What is required: Restate the material verbatim, every line included.

Material for this exercise:

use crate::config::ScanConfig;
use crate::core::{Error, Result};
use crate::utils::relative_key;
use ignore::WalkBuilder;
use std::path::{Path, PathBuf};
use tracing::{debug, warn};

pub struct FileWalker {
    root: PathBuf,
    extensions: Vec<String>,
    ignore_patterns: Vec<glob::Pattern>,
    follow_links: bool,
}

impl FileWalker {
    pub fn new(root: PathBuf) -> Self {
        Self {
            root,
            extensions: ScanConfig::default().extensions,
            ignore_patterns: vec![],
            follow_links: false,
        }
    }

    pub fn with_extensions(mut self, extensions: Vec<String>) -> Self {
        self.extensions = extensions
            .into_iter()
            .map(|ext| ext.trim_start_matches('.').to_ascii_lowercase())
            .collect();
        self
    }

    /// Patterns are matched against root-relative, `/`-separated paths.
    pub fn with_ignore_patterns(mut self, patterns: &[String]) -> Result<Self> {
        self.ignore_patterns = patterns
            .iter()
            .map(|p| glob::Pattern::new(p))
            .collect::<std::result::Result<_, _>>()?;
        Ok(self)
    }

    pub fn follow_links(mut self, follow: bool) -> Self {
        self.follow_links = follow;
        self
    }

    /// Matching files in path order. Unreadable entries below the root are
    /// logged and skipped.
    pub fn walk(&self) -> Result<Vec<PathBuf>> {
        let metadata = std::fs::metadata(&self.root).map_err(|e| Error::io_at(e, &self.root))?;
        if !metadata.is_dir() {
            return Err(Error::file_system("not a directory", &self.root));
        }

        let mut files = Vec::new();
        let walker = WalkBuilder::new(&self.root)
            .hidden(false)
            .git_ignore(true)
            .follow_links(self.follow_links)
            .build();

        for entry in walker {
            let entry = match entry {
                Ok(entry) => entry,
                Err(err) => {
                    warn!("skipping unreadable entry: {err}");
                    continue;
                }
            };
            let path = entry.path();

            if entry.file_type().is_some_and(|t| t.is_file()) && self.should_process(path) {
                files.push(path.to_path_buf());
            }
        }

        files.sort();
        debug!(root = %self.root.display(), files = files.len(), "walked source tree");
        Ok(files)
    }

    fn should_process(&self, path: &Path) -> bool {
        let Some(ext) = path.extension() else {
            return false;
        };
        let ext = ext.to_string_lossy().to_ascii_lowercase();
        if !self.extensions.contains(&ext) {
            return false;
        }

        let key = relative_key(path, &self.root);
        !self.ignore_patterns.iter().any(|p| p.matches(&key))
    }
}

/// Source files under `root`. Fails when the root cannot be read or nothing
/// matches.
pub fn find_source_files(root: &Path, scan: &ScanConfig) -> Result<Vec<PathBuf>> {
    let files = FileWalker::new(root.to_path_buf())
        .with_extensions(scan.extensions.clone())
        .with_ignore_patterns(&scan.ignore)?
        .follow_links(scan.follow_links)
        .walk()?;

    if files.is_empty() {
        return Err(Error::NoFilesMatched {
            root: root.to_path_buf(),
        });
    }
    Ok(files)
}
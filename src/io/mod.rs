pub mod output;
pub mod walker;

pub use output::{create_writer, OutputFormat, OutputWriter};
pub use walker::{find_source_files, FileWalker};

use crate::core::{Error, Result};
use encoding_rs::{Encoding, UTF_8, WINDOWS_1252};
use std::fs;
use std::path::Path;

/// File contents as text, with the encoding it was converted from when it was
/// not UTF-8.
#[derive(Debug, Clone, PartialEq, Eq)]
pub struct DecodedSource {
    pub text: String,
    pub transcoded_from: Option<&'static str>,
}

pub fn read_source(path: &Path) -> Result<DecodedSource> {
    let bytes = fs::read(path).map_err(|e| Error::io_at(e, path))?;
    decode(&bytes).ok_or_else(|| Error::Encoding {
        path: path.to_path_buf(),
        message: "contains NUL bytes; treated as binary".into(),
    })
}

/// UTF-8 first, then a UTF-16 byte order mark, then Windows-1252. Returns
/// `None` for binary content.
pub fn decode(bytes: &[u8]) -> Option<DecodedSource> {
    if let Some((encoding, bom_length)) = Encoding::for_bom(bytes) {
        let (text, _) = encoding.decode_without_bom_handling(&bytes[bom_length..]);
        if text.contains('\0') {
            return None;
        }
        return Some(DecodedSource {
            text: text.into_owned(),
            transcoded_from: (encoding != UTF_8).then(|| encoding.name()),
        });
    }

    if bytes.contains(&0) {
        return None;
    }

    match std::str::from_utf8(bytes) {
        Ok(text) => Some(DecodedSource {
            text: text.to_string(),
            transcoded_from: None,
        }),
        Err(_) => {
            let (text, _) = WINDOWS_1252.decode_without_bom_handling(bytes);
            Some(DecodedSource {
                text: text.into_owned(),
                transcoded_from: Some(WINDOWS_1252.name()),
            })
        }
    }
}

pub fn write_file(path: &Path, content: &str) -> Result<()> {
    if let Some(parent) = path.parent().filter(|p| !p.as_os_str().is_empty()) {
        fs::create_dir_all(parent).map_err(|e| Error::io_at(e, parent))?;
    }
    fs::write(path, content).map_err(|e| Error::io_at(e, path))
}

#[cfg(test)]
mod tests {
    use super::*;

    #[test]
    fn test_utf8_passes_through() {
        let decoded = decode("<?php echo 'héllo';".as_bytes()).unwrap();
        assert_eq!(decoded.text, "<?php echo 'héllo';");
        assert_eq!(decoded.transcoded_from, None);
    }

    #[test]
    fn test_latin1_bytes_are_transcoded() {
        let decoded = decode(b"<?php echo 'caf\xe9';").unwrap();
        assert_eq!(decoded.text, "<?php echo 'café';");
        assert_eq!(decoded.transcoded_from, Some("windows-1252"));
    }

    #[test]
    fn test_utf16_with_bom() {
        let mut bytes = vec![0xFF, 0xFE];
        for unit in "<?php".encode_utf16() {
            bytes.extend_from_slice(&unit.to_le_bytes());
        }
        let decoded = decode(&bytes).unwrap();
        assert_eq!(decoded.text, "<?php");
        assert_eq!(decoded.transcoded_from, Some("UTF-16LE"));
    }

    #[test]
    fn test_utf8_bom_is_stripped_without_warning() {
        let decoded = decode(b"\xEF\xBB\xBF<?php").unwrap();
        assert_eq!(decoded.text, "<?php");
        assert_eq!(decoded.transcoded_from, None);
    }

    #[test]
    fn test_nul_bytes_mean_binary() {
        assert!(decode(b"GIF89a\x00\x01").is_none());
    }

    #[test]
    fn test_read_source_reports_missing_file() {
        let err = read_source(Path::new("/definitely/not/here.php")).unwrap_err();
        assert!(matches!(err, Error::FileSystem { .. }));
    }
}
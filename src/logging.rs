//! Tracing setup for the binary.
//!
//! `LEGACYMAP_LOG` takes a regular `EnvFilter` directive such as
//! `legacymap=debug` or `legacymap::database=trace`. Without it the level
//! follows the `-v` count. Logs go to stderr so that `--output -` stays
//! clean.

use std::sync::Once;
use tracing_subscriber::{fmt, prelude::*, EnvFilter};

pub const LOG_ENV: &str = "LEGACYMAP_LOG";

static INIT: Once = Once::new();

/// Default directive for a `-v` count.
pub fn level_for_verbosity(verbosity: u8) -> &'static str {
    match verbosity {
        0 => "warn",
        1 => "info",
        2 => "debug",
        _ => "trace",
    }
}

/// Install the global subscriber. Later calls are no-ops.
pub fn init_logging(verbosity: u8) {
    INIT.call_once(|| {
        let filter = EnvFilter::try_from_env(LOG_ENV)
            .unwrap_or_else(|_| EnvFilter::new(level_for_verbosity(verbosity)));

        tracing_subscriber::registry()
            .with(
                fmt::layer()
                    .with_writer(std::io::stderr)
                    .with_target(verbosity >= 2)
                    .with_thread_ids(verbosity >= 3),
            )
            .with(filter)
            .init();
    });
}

Written reply:
use crate::config::ScanConfig;
use crate::core::{Error, Result};
use crate::utils::relative_key;
use ignore::WalkBuilder;
use std::path::{Path, PathBuf};
use tracing::{debug, warn};

pub struct FileWalker {
    root: PathBuf,
    extensions: Vec<String>,
    ignore_patterns: Vec<glob::Pattern>,
    follow_links: bool,
}

impl FileWalker {
    pub fn new(root: PathBuf) -> Self {
        Self {
            root,
            extensions: ScanConfig::default().extensions,
            ignore_patterns: vec![],
            follow_links: false,
        }
    }

    pub fn with_extensions(mut self, extensions: Vec<String>) -> Self {
        self.extensions = extensions
            .into_iter()
            .map(|ext| ext.trim_start_matches('.').to_ascii_lowercase())
            .collect();
        self
    }

    /// Patterns are matched against root-relative, `/`-separated paths.
    pub fn with_ignore_patterns(mut self, patterns: &[String]) -> Result<Self> {
        self.ignore_patterns = patterns
            .iter()
            .map(|p| glob::Pattern::new(p))
            .collect::<std::result::Result<_, _>>()?;
        Ok(self)
    }

    pub fn follow_links(mut self, follow: bool) -> Self {
        self.follow_links = follow;
        self
    }

    /// Matching files in path order. Unreadable entries below the root are
    /// logged and skipped.
    pub fn walk(&self) -> Result<Vec<PathBuf>> {
        let metadata = std::fs::metadata(&self.root).map_err(|e| Error::io_at(e, &self.root))?;
        if !metadata.is_dir() {
            return Err(Error::file_system("not a directory", &self.root));
        }

        let mut files = Vec::new();
        let walker = WalkBuilder::new(&self.root)
            .hidden(false)
            .git_ignore(true)
            .follow_links(self.follow_links)
            .build();

        for entry in walker {
            let entry = match entry {
                Ok(entry) => entry,
                Err(err) => {
                    warn!("skipping unreadable entry: {err}");
                    continue;
                }
            };
            let path = entry.path();

            if entry.file_type().is_some_and(|t| t.is_file()) && self.should_process(path) {
                files.push(path.to_path_buf());
            }
        }

        files.sort();
        debug!(root = %self.root.display(), files = files.len(), "walked source tree");
        Ok(files)
    }

    fn should_process(&self, path: &Path) -> bool {
        let Some(ext) = path.extension() else {
            return false;
        };
        let ext = ext.to_string_lossy().to_ascii_lowercase();
        if !self.extensions.contains(&ext) {
            return false;
        }

        let key = relative_key(path, &self.root);
        !self.ignore_patterns.iter().any(|p| p.matches(&key))
    }
}

/// Source files under `root`. Fails when the root cannot be read or nothing
/// matches.
pub fn find_source_files(root: &Path, scan: &ScanConfig) -> Result<Vec<PathBuf>> {
    let files = FileWalker::new(root.to_path_buf())
        .with_extensions(scan.extensions.clone())
        .with_ignore_patterns(&scan.ignore)?
        .follow_links(scan.follow_links)
        .walk()?;

    if files.is_empty() {
        return Err(Error::NoFilesMatched {
            root: root.to_path_buf(),
        });
    }
    Ok(files)
}
filename src/io/mod.rs
pub mod output;
pub mod walker;

pub use output::{create_writer, OutputFormat, OutputWriter};
pub use walker::{find_source_files, FileWalker};

use crate::core::{Error, Result};
use encoding_rs::{Encoding, UTF_8, WINDOWS_1252};
use std::fs;
use std::path::Path;

/// File contents as text, with the encoding it was converted from when it was
/// not UTF-8.
#[derive(Debug, Clone, PartialEq, Eq)]
pub struct DecodedSource {
    pub text: String,
    pub transcoded_from: Option<&'static str>,
}

pub fn read_source(path: &Path) -> Result<DecodedSource> {
    let bytes = fs::read(path).map_err(|e| Error::io_at(e, path))?;
    decode(&bytes).ok_or_else(|| Error::Encoding {
        path: path.to_path_buf(),
        message: "contains NUL bytes; treated as binary".into(),
    })
}

/// UTF-8 first, then a UTF-16 byte order mark, then Windows-1252. Returns
/// `None` for binary content.
pub fn decode(bytes: &[u8]) -> Option<DecodedSource> {
    if let Some((encoding, bom_length)) = Encoding::for_bom(bytes) {
        let (text, _) = encoding.decode_without_bom_handling(&bytes[bom_length..]);
        if text.contains('\0') {
            return None;
        }
        return Some(DecodedSource {
            text: text.into_owned(),
            transcoded_from: (encoding != UTF_8).then(|| encoding.name()),
        });
    }

    if bytes.contains(&0) {
        return None;
    }

    match std::str::from_utf8(bytes) {
        Ok(text) => Some(DecodedSource {
            text: text.to_string(),
            transcoded_from: None,
        }),
        Err(_) => {
            let (text, _) = WINDOWS_1252.decode_without_bom_handling(bytes);
            Some(DecodedSource {
                text: text.into_owned(),
                transcoded_from: Some(WINDOWS_1252.name()),
            })
        }
    }
}

pub fn write_file(path: &Path, content: &str) -> Result<()> {
    if let Some(parent) = path.parent().filter(|p| !p.as_os_str().is_empty()) {
        fs::create_dir_all(parent).map_err(|e| Error::io_at(e, parent))?;
    }
    fs::write(path, content).map_err(|e| Error::io_at(e, path))
}

#[cfg(test)]
mod tests {
    use super::*;

    #[test]
    fn test_utf8_passes_through() {
        let decoded = decode("<?php echo 'héllo';".as_bytes()).unwrap();
        assert_eq!(decoded.text, "<?php echo 'héllo';");
        assert_eq!(decoded.transcoded_from, None);
    }

    #[test]
    fn test_latin1_bytes_are_transcoded() {
        let decoded = decode(b"<?php echo 'caf\xe9';").unwrap();
        assert_eq!(decoded.text, "<?php echo 'café';");
        assert_eq!(decoded.transcoded_from, Some("windows-1252"));
    }

    #[test]
    fn test_utf16_with_bom() {
        let mut bytes = vec![0xFF, 0xFE];
        for unit in "<?php".encode_utf16() {
            bytes.extend_from_slice(&unit.to_le_bytes());
        }
        let decoded = decode(&bytes).unwrap();
        assert_eq!(decoded.text, "<?php");
        assert_eq!(decoded.transcoded_from, Some("UTF-16LE"));
    }

    #[test]
    fn test_utf8_bom_is_stripped_without_warning() {
        let decoded = decode(b"\xEF\xBB\xBF<?php").unwrap();
        assert_eq!(decoded.text, "<?php");
        assert_eq!(decoded.transcoded_from, None);
    }

    #[test]
    fn test_nul_bytes_mean_binary() {
        assert!(decode(b"GIF89a\x00\x01").is_none());
    }

    #[test]
    fn test_read_source_reports_missing_file() {
        let err = read_source(Path::new("/definitely/not/here.php")).unwrap_err();
        assert!(matches!(err, Error::FileSystem { .. }));
    }
}
filename src/logging.rs
//! Tracing setup for the binary.
//!
//! `LEGACYMAP_LOG` takes a regular `EnvFilter` directive such as
//! `legacymap=debug` or `legacymap::database=trace`. Without it the level
//! follows the `-v` count. Logs go to stderr so that `--output -` stays
//! clean.

use std::sync::Once;
use tracing_subscriber::{fmt, prelude::*, EnvFilter};

pub const LOG_ENV: &str = "LEGACYMAP_LOG";

static INIT: Once = Once::new();

/// Default directive for a `-v` count.
pub fn level_for_verbosity(verbosity: u8) -> &'static str {
    match verbosity {
        0 => "warn",
        1 => "info",
        2 => "debug",
        _ => "trace",
    }
}

/// Install the global subscriber. Later calls are no-ops.
pub fn init_logging(verbosity: u8) {
    INIT.call_once(|| {
        let filter = EnvFilter::try_from_env(LOG_ENV)
            .unwrap_or_else(|_| EnvFilter::new(level_for_verbosity(verbosity)));

        tracing_subscriber::registry()
            .with(
                fmt::layer()
                    .with_writer(std::io::stderr)
                    .with_target(verbosity >= 2)
                    .with_thread_ids(verbosity >= 3),
            )
            .with(filter)
            .init();
    });
}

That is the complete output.